( 05th August 2019 )
The Merkle Damgard hash construction
A hash function must be able to process an arbitrary-length message into a fixed-length output. This can be achieved by breaking the input up into a series of equal-sized blocks, and operating on them in sequence using a one-way compression function. The compression function can either be specially designed for hashing or be built from a block cipher. A hash function built with the Merkle Damgard construction is as resistant to collisions as is its compression function; any collision for the full hash function can be traced back to a collision in the compression function.
The last block processed should also be unambiguously length padded; this is crucial to the security of this construction. This construction is called the Merkle Damgard construction. Most common classical hash functions, including SHA-1 and MD5, take this form.
Wide pipe vs narrow pipe
A straightforward application of the Merkle Damgard construction, where the size of hash output is equal to the internal state size (between each compression step), results in a narrow-pipe hash design. This design causes many inherent flaws, including length-extension, multicollisions, long message attacks, generate-and-paste attacks, and also cannot be parallelized. As a result, modern hash functions are built on wide-pipe constructions that have a larger internal state size which range from tweaks of the Merkle Damgard construction to new constructions such as the sponge construction and HAIFA construction. None of the entrants in the NIST hash function competition use a classical Merkle Damgard construction.
Meanwhile, truncating the output of a longer hash, such as used in SHA-512/256, also defeats many of these attacks.
Use in building other cryptographic primitives
Hash functions can be used to build other cryptographic primitives. For these other primitives to be cryptographically secure, care must be taken to build them correctly.
Message authentication codes (MACs)
(Also called keyed hash functions) are often built from hash functions. HMAC is such a MAC. Just as block ciphers can be used to build hash functions, hash functions can be used to build block ciphers. Luby-Rackoff constructions using hash functions can be provably secure if the underlying hash function is secure. Also, many hash functions (including SHA-1 and SHA-2) are built by using a special-purpose block cipher in a Davies Meyer or other construction. That cipher can also be used in a conventional mode of operation, without the same security guarantees. See SHACAL, BEAR and LION.

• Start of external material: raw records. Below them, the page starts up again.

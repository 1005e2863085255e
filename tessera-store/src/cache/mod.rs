//! Two-tier cache subsystem.
//!
//! - `traits`: the [`LocalCache`] and [`SharedCache`] tier contracts
//! - `local`: bounded LRU local tier
//! - `memory`: in-process shared tier with TTLs
//! - `lmdb_backend`: LMDB shared tier
//! - `cache_key`: cache key derivation from entity keys
//! - `layer`: read/write/delete algorithms, direct and transaction-buffered

mod cache_key;
mod layer;
mod lmdb_backend;
mod local;
mod memory;
mod traits;

pub use cache_key::CacheKeyer;
pub use layer::{BufferedCache, CacheHit, CacheLayer, CacheWrite, DirectCache, TransactionBuffer};
pub use lmdb_backend::LmdbSharedCache;
pub use local::LruLocalCache;
pub use memory::MemorySharedCache;
pub use traits::{CacheItem, CacheStats, LocalCache, LocalValue, SharedCache};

Pseudorandom number generators (PRNGs) can be built using hash functions. This is done by combining a (secret) random seed with a counter and hashing it.
Some hash functions, such as Skein, Keccak, and RadioGatun output an arbitrarily long stream and can be used as a stream cipher, and stream ciphers can also be built from fixed-length digest hash functions. Often this is done by first building a cryptographically secure pseudorandom number generator and then using its stream of random bytes as keystream. SEAL is a stream cipher that uses SHA-1 to generate internal tables, which are then used in a keystream generator more or less unrelated to the hash algorithm. SEAL is not guaranteed to be as strong (or weak) as SHA-1. Similarly, the key expansion of the HC-128 and HC-256 stream ciphers makes heavy use of the SHA-256 hash function.

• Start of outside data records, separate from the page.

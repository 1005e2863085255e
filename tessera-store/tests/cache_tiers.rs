//! Tier precedence, promotion and shared expiration.

use std::time::Duration;

use tessera_test_utils::fixtures::*;
use tessera_test_utils::*;

#[tokio::test]
async fn test_local_hit_skips_shared_and_backend() {
    let fixture = fixture_store();
    fixture.store.put(&mut gadget(1, "a")).await.unwrap();
    fixture.backend.reset();
    fixture.shared.reset();

    let got = fixture.store.get::<Gadget>(&gadget_key(1)).await.unwrap();
    assert_eq!(got.unwrap().name, "a");
    assert_eq!(fixture.shared.get_calls(), 0);
    assert_eq!(fixture.backend.get_calls(), 0);
}

#[tokio::test]
async fn test_shared_hit_is_promoted_when_write_local() {
    let fixture = fixture_store();
    fixture.store.put(&mut gadget(1, "a")).await.unwrap();
    fixture.store.flush_local();
    fixture.shared.reset();

    let entries = fixture
        .store
        .get_entries::<Gadget>(&[gadget_key(1)])
        .await
        .unwrap();
    assert_eq!(entries[0].state.source, Some(Source::Shared));
    assert_eq!(fixture.shared.get_calls(), 1);
    assert_eq!(fixture.backend.get_calls(), 0);

    let entries = fixture
        .store
        .get_entries::<Gadget>(&[gadget_key(1)])
        .await
        .unwrap();
    assert_eq!(entries[0].state.source, Some(Source::Local));
    assert_eq!(fixture.shared.get_calls(), 1);
}

#[tokio::test]
async fn test_shared_hit_is_not_promoted_without_write_local() {
    let fixture = fixture_store();
    fixture.store.put(&mut gadget(1, "a")).await.unwrap();
    fixture.store.flush_local();
    fixture.shared.reset();

    let no_promote = fixture
        .store
        .with_policy(CachePolicy::default().without(CacheFlags::WRITE_LOCAL));
    no_promote.get::<Gadget>(&gadget_key(1)).await.unwrap();
    fixture.store.get::<Gadget>(&gadget_key(1)).await.unwrap();
    assert_eq!(fixture.shared.get_calls(), 2);
    assert_eq!(fixture.backend.get_calls(), 0);
}

#[tokio::test]
async fn test_backend_read_populates_both_tiers() {
    let fixture = fixture_store();
    fixture.store.put(&mut gadget(1, "a")).await.unwrap();
    fixture.store.flush_local();
    fixture.store.flush_shared().await.unwrap();

    let entries = fixture
        .store
        .get_entries::<Gadget>(&[gadget_key(1)])
        .await
        .unwrap();
    assert_eq!(entries[0].state.source, Some(Source::Backend));
    assert!(fixture.shared.inner().contains(&fixture.cache_key(&gadget_key(1))));
    assert_eq!(fixture.store.local_stats().entry_count, 1);
}

#[tokio::test]
async fn test_mixed_tiers_in_one_batch() {
    let fixture = fixture_store();
    let mut records: Vec<Gadget> = (1..=3).map(|i| gadget(i, &format!("g{i}"))).collect();
    fixture.store.put_multi(&mut records).await.unwrap();

    // 1 stays local, 2 only shared, 3 only in the backend
    fixture.store.flush_local();
    fixture.store.get::<Gadget>(&gadget_key(1)).await.unwrap();
    fixture
        .shared
        .delete_multi(&[fixture.cache_key(&gadget_key(3))])
        .await
        .unwrap();
    fixture.backend.reset();
    fixture.shared.reset();

    let keys = [gadget_key(1), gadget_key(2), gadget_key(3)];
    let entries = fixture.store.get_entries::<Gadget>(&keys).await.unwrap();
    let sources: Vec<_> = entries.iter().map(|e| e.state.source).collect();
    assert_eq!(
        sources,
        vec![Some(Source::Local), Some(Source::Shared), Some(Source::Backend)]
    );
    assert_eq!(
        fixture.shared.requested(),
        vec![fixture.cache_key(&gadget_key(2)), fixture.cache_key(&gadget_key(3))]
    );
    assert_eq!(fixture.backend.fetched(), vec![gadget_key(3)]);
}

#[tokio::test]
async fn test_shared_tier_outage_is_a_miss() {
    init_test_tracing();
    let fixture = fixture_store();
    fixture.shared.inner().set_unavailable(true);

    let key = fixture.store.put(&mut gadget(1, "a")).await.unwrap();
    fixture.store.flush_local();
    let got = fixture.store.get::<Gadget>(&key).await.unwrap();
    assert_eq!(got.unwrap().name, "a");
    assert_eq!(fixture.backend.get_calls(), 1);

    fixture.store.delete(&key).await.unwrap();
    assert!(fixture.store.get::<Gadget>(&key).await.unwrap().is_none());
}

#[tokio::test]
async fn test_corrupt_shared_payload_is_a_miss() {
    let fixture = fixture_store();
    let key = fixture.store.put(&mut gadget(1, "a")).await.unwrap();
    fixture.store.flush_local();
    fixture
        .shared
        .set_multi(vec![CacheItem {
            key: fixture.cache_key(&key),
            value: b"not a payload".to_vec(),
            ttl: None,
        }])
        .await
        .unwrap();
    fixture.backend.reset();

    let entries = fixture.store.get_entries::<Gadget>(&[key]).await.unwrap();
    assert_eq!(entries[0].state.source, Some(Source::Backend));
    assert_eq!(entries[0].value.name, "a");
    assert_eq!(fixture.backend.get_calls(), 1);
}

#[tokio::test]
async fn test_no_cache_policy_bypasses_tiers() {
    let fixture = fixture_store();
    let bypass = fixture.store.with_policy(CachePolicy::no_cache());
    let key = bypass.put(&mut gadget(1, "a")).await.unwrap();
    assert_eq!(fixture.shared.set_calls(), 0);
    assert!(!fixture.shared.inner().contains(&fixture.cache_key(&key)));

    bypass.get::<Gadget>(&key).await.unwrap();
    bypass.get::<Gadget>(&key).await.unwrap();
    assert_eq!(fixture.backend.get_calls(), 2);
    assert_eq!(fixture.shared.get_calls(), 0);
}

#[tokio::test]
async fn test_put_with_expiration_override() {
    let fixture = fixture_store();
    fixture
        .store
        .put_with_expiration(&mut [gadget(1, "a")], SharedExpiration::After(Duration::from_secs(30)))
        .await
        .unwrap();
    let written = fixture.shared.written();
    assert_eq!(written.len(), 1);
    assert_eq!(written[0].ttl, Some(Duration::from_secs(30)));

    fixture
        .store
        .put_with_expiration(&mut [gadget(2, "b")], SharedExpiration::DoNotCache)
        .await
        .unwrap();
    assert!(!fixture.shared.inner().contains(&fixture.cache_key(&gadget_key(2))));
    assert_eq!(fixture.shared.written().len(), 1);
}

#[tokio::test]
async fn test_policy_do_not_cache_beats_override() {
    let fixture = fixture_store();
    let policy = CachePolicy::default().with_expiration(SharedExpiration::DoNotCache);
    fixture
        .store
        .with_policy(policy)
        .put_with_expiration(&mut [gadget(1, "a")], SharedExpiration::After(Duration::from_secs(30)))
        .await
        .unwrap();
    assert!(!fixture.shared.inner().contains(&fixture.cache_key(&gadget_key(1))));

    // still cached locally
    fixture.backend.reset();
    fixture.store.get::<Gadget>(&gadget_key(1)).await.unwrap();
    assert_eq!(fixture.backend.get_calls(), 0);
}

#[tokio::test]
async fn test_policy_expiration_applies_without_override() {
    let fixture = fixture_store();
    let policy =
        CachePolicy::default().with_expiration(SharedExpiration::After(Duration::from_secs(5)));
    fixture
        .store
        .with_policy(policy)
        .put(&mut gadget(1, "a"))
        .await
        .unwrap();
    assert_eq!(fixture.shared.written()[0].ttl, Some(Duration::from_secs(5)));
}

#[tokio::test]
async fn test_configured_default_ttl_applies_to_tier_default_writes() {
    let fixture = fixture_store_with(
        StoreConfig::default().with_shared_default_ttl(Duration::from_millis(1)),
    );
    fixture.store.put(&mut gadget(1, "a")).await.unwrap();
    assert_eq!(fixture.shared.written()[0].ttl, Some(Duration::from_millis(1)));

    // an explicit expiration still wins
    fixture
        .store
        .put_with_expiration(&mut [gadget(2, "b")], SharedExpiration::After(Duration::from_secs(30)))
        .await
        .unwrap();
    assert_eq!(fixture.shared.written()[1].ttl, Some(Duration::from_secs(30)));

    std::thread::sleep(Duration::from_millis(20));
    assert!(!fixture.shared.inner().contains(&fixture.cache_key(&gadget_key(1))));
    assert!(fixture.shared.inner().contains(&fixture.cache_key(&gadget_key(2))));
}

#[tokio::test]
async fn test_skipped_shared_write_invalidates_stale_entry() {
    let fixture = fixture_store();
    fixture.store.put(&mut gadget(1, "old")).await.unwrap();
    assert!(fixture.shared.inner().contains(&fixture.cache_key(&gadget_key(1))));

    fixture
        .store
        .put_with_expiration(&mut [gadget(1, "new")], SharedExpiration::DoNotCache)
        .await
        .unwrap();
    assert!(!fixture.shared.inner().contains(&fixture.cache_key(&gadget_key(1))));
}

#[tokio::test]
async fn test_cache_version_isolates_entries() {
    let fixture = fixture_store();
    let v2 = fixture_store_with(StoreConfig::default().with_cache_version(2));
    assert_ne!(
        fixture.cache_key(&gadget_key(1)),
        v2.cache_key(&gadget_key(1))
    );
}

Concatenating outputs from multiple hash functions provides collision resistance as good as the strongest of the algorithms included in the concatenated result. For example, older versions of Transport Layer Security (TLS) and Secure Sockets Layer (SSL) use concatenated MD5 and SHA-1 sums. This ensures that a method to find collisions in one of the hash functions does not defeat data protected by both hash functions.

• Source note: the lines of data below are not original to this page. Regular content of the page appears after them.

//! Cache key derivation.
//!
//! Both tiers address entries by a string derived from the full key path,
//! prefixed with the namespace and the cache version so that bumping the
//! version orphans every entry written under an older record shape.
//!
//! # Format
//!
//! `<namespace>:<version>:<encoded key path>`, e.g.
//! `tessera:1:Shelf:n:1/Widget:n:7`. A derived key longer than the
//! configured ceiling is replaced by `<namespace>:<version>:h:<sha256 hex>`
//! of the full form, which keeps it within shared-tier key limits while
//! staying unique. The `h:` marker cannot collide with an encoded path,
//! whose first segment always carries an `:n:` or `:s:` id tag.

use sha2::{Digest, Sha256};
use tessera_core::{Key, StoreConfig};

/// Derives tier cache keys from entity keys.
#[derive(Debug, Clone, PartialEq, Eq)]
pub struct CacheKeyer {
    prefix: String,
    max_len: usize,
}

impl CacheKeyer {
    pub fn new(namespace: &str, version: u32, max_len: usize) -> Self {
        Self {
            prefix: format!("{}:{}:", namespace, version),
            max_len,
        }
    }

    pub fn from_config(config: &StoreConfig) -> Self {
        Self::new(
            &config.cache_namespace,
            config.cache_version,
            config.max_shared_key_len,
        )
    }

    /// The prefix shared by every key this keyer produces.
    pub fn prefix(&self) -> &str {
        &self.prefix
    }

    /// Cache key for `key`.
    pub fn key(&self, key: &Key) -> String {
        let full = format!("{}{}", self.prefix, key.encode());
        if full.len() <= self.max_len {
            return full;
        }
        let digest = Sha256::digest(full.as_bytes());
        format!("{}h:{}", self.prefix, hex::encode(digest))
    }

    /// Cache keys for every entry of `keys`, index-aligned.
    pub fn keys(&self, keys: &[Key]) -> Vec<String> {
        keys.iter().map(|k| self.key(k)).collect()
    }
}

impl Default for CacheKeyer {
    fn default() -> Self {
        Self::from_config(&StoreConfig::default())
    }
}

// ============================================================================
// TESTS
// ============================================================================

For Merkle Damgard construction hash functions, the concatenated function is as collision-resistant as its strongest component, but not more collision-resistant. Antoine Joux observed that 2-collisions lead to n-collisions: if it is feasible for an attacker to find two messages with the same MD5 hash, the attacker can find as many messages as the attacker desires with identical MD5 hashes with no greater difficulty. Among the n messages with the same MD5 hash, there is likely to be a collision in SHA-1. The additional work needed to find the SHA-1 collision (beyond the exponential birthday search) requires only polynomial time.